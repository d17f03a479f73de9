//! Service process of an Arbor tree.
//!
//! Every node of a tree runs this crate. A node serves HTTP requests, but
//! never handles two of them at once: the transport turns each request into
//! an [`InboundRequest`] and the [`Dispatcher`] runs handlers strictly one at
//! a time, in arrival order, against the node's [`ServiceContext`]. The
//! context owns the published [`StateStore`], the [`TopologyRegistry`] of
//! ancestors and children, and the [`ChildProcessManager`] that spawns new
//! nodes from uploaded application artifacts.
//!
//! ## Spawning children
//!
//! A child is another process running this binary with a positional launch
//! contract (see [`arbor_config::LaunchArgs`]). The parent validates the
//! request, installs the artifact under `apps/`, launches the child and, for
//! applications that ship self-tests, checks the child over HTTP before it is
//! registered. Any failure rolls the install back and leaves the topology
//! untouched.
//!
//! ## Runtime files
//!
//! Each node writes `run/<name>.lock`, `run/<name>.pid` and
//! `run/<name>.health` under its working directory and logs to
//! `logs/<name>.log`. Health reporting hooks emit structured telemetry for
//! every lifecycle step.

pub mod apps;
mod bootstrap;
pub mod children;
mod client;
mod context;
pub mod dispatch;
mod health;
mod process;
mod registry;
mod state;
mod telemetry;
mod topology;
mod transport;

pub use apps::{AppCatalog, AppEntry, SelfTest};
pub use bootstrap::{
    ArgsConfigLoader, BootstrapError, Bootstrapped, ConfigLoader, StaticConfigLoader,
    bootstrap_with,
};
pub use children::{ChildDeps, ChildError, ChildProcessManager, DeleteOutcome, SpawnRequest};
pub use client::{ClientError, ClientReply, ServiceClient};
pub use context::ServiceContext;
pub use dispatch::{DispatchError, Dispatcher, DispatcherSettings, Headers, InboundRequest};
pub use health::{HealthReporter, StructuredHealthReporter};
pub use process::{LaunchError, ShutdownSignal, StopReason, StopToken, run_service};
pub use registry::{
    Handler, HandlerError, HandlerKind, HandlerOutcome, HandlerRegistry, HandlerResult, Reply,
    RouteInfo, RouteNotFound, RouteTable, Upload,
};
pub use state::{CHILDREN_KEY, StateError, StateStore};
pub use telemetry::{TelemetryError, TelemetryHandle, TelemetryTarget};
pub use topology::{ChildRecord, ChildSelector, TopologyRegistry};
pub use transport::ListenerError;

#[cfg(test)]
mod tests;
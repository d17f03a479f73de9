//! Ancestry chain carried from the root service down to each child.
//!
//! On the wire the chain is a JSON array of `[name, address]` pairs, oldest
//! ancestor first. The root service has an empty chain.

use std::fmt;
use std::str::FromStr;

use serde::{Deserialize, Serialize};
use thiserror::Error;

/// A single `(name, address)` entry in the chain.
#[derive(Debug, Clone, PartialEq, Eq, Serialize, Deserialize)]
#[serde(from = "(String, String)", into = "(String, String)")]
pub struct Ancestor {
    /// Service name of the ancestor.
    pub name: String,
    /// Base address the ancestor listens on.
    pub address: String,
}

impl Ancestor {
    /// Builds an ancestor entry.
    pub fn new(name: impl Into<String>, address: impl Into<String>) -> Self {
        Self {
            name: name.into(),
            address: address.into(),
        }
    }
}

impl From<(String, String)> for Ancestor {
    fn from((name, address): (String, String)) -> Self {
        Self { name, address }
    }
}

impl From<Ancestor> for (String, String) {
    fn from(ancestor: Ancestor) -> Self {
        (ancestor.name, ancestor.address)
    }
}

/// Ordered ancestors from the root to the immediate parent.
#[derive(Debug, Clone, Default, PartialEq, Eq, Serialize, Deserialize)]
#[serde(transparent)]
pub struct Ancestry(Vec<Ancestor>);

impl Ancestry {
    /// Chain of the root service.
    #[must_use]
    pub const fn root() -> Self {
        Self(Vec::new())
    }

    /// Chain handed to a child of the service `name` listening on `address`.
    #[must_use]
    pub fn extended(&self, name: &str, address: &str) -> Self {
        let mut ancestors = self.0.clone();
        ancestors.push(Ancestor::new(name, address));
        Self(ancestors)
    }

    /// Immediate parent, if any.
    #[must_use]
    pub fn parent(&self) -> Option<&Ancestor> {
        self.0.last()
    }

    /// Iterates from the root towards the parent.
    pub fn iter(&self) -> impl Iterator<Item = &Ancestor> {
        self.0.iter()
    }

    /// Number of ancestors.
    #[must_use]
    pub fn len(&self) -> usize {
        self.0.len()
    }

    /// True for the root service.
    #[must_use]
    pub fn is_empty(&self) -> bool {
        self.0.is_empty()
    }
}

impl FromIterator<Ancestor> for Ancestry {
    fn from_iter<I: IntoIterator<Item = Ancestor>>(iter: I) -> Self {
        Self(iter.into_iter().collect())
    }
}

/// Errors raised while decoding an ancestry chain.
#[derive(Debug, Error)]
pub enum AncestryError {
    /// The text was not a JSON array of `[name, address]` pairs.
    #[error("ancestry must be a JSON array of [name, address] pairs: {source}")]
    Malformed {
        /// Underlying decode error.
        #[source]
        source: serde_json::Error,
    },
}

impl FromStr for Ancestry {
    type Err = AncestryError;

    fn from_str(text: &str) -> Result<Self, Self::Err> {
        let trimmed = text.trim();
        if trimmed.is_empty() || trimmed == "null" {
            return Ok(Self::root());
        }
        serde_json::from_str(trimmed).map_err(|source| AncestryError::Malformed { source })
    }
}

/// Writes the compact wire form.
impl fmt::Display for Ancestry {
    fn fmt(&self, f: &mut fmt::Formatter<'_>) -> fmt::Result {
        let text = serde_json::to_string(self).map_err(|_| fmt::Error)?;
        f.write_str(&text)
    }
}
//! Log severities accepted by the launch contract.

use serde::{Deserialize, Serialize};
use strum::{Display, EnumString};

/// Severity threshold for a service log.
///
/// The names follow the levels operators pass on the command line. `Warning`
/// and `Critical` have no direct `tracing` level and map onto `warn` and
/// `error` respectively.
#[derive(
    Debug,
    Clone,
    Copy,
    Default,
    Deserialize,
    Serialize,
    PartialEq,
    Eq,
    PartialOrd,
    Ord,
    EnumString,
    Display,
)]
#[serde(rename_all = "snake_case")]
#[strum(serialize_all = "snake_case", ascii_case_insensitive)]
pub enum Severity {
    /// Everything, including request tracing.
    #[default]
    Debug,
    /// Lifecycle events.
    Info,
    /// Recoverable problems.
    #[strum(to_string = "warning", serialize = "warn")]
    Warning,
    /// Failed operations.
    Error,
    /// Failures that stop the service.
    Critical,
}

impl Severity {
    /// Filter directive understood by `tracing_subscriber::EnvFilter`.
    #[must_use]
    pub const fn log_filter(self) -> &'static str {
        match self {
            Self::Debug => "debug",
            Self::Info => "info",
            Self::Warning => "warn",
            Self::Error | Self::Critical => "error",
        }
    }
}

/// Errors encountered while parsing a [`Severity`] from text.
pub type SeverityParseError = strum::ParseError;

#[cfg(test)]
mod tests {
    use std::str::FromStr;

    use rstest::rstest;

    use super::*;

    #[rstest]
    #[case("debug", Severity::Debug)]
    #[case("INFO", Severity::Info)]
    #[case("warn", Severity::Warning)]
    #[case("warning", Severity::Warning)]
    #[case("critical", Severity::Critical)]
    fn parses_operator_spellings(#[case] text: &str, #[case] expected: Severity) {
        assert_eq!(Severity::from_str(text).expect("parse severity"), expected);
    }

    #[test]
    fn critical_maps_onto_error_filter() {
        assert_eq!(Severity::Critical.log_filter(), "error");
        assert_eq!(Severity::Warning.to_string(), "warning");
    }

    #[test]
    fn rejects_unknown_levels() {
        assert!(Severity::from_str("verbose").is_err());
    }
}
- - - -
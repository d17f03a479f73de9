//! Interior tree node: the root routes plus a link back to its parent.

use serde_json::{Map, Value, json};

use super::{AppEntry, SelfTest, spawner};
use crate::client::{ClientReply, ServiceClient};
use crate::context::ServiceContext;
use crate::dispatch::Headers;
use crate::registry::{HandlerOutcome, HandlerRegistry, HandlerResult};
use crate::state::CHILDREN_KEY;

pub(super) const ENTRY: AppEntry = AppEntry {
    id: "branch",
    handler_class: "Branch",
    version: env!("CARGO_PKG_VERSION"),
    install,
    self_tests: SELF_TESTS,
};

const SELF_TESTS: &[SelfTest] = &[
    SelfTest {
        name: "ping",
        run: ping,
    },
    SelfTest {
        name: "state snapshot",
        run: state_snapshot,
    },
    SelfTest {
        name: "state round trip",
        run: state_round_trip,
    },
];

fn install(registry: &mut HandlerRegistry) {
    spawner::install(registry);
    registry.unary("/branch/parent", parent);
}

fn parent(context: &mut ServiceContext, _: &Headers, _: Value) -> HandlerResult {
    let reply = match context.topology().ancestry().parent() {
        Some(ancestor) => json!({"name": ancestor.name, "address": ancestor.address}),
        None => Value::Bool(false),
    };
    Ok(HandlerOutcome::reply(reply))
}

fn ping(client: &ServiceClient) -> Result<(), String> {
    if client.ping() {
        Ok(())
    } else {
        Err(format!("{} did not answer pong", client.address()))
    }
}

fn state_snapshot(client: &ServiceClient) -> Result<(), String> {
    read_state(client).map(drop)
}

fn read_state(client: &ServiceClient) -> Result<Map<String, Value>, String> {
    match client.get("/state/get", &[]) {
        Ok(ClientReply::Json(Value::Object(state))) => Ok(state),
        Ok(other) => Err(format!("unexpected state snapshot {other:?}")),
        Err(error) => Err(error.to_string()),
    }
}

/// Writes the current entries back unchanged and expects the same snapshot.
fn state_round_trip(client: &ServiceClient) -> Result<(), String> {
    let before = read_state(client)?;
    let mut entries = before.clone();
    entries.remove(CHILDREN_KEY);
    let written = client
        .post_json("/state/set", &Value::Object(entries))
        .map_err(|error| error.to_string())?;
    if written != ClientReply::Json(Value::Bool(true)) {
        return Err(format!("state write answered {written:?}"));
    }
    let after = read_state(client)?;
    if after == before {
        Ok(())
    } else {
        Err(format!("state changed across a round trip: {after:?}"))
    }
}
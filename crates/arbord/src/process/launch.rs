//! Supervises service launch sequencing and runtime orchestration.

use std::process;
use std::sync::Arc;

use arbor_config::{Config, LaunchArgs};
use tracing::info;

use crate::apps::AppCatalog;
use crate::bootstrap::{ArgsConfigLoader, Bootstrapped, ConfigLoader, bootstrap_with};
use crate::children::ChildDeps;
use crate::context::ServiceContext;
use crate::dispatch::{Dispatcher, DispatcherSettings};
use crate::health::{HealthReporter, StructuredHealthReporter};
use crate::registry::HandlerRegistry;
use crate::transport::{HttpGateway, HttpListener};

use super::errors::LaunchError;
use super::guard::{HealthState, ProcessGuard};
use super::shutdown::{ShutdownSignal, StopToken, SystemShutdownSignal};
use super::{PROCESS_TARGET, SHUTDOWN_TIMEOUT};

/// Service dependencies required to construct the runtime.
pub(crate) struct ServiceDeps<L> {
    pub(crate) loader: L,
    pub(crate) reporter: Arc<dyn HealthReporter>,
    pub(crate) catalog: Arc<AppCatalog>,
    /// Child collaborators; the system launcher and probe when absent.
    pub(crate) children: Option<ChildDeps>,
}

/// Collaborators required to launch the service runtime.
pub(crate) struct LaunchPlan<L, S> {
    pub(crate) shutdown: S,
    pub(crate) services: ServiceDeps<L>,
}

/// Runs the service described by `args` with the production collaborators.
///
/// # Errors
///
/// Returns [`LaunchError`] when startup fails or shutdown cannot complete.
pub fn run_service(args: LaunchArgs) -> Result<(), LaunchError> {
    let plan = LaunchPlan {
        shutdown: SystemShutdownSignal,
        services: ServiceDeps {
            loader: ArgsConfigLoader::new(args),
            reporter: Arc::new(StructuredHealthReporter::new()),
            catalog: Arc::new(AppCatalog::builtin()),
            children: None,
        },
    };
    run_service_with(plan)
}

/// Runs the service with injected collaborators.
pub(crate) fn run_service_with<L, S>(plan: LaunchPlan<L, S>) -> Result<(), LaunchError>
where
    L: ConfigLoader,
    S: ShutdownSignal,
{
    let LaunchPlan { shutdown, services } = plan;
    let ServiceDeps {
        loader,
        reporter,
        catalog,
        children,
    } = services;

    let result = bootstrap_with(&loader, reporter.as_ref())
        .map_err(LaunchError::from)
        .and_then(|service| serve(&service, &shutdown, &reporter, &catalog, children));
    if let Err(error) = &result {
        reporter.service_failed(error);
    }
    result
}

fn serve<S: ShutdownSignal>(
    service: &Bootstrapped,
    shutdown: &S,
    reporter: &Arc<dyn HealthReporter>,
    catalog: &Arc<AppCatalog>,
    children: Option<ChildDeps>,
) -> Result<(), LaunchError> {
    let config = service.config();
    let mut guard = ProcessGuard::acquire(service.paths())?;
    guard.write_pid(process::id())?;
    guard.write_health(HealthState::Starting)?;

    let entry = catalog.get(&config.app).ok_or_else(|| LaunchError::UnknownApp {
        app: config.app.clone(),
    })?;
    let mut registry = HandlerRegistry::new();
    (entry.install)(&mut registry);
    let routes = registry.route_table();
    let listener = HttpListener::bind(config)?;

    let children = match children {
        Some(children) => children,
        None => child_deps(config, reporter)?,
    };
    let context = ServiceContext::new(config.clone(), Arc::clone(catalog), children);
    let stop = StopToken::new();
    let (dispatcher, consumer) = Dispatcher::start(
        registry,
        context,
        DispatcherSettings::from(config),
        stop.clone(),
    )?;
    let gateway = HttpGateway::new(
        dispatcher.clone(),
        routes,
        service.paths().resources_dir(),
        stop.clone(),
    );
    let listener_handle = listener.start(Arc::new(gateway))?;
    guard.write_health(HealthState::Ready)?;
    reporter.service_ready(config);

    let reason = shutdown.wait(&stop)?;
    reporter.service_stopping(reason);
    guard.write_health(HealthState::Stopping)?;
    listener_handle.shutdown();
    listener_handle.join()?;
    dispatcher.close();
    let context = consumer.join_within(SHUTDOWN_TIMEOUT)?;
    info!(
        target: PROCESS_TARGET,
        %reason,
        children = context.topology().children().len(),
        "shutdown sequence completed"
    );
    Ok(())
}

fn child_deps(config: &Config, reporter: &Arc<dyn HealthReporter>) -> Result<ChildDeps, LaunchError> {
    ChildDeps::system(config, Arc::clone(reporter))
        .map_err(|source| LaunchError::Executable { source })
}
- - - -
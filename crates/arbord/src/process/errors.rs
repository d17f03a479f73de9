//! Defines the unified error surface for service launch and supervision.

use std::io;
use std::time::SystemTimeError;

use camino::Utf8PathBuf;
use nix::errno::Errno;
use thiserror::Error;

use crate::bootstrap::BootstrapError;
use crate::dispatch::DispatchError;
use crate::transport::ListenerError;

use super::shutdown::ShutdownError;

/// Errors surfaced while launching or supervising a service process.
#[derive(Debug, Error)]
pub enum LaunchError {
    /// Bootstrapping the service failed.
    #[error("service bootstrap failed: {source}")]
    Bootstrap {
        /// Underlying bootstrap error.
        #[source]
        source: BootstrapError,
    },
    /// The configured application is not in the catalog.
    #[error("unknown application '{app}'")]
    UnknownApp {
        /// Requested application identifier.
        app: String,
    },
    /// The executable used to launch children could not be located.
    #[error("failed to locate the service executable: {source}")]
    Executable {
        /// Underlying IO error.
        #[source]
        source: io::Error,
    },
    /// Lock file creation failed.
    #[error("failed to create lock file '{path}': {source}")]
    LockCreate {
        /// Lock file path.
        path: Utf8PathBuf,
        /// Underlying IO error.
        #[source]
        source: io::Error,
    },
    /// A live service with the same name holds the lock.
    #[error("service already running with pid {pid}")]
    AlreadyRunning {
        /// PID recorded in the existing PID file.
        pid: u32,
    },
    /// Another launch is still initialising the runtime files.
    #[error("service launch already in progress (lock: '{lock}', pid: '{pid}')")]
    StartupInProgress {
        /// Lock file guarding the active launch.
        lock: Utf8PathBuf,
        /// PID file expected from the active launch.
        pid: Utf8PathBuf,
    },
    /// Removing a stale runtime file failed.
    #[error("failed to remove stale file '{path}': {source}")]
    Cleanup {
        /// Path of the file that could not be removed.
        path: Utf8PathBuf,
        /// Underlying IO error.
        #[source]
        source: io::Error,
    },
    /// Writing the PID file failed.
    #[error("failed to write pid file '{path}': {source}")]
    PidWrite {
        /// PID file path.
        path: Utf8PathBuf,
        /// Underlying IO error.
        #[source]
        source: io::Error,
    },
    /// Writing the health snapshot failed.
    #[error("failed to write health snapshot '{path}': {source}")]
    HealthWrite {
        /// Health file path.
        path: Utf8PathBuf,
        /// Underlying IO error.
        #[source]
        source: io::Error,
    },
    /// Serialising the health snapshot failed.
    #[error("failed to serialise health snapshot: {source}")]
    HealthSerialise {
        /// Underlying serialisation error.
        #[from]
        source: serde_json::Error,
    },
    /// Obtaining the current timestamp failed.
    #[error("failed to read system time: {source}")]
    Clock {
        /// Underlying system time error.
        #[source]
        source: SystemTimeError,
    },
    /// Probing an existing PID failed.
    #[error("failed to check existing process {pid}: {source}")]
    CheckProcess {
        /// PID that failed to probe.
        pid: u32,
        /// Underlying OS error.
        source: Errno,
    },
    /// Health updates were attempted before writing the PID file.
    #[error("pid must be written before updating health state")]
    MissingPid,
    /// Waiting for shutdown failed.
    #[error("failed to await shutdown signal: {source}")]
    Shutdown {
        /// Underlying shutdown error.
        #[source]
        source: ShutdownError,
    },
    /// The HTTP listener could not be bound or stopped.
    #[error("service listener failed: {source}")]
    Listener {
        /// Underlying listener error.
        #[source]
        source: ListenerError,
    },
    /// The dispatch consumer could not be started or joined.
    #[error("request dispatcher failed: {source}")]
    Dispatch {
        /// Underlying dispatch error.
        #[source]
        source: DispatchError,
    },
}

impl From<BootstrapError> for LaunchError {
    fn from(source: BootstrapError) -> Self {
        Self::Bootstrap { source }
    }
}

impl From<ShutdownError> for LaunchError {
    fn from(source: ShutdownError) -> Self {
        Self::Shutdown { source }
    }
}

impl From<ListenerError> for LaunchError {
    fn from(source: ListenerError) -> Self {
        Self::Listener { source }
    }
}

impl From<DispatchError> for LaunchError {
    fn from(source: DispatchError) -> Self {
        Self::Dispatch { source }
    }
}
- - - -
* Exercise details *
Which lines of the records above contain the word "HttpGateway"? Copy each of them.

* Reply *
use crate::transport::{HttpGateway, HttpListener};
    let gateway = HttpGateway::new(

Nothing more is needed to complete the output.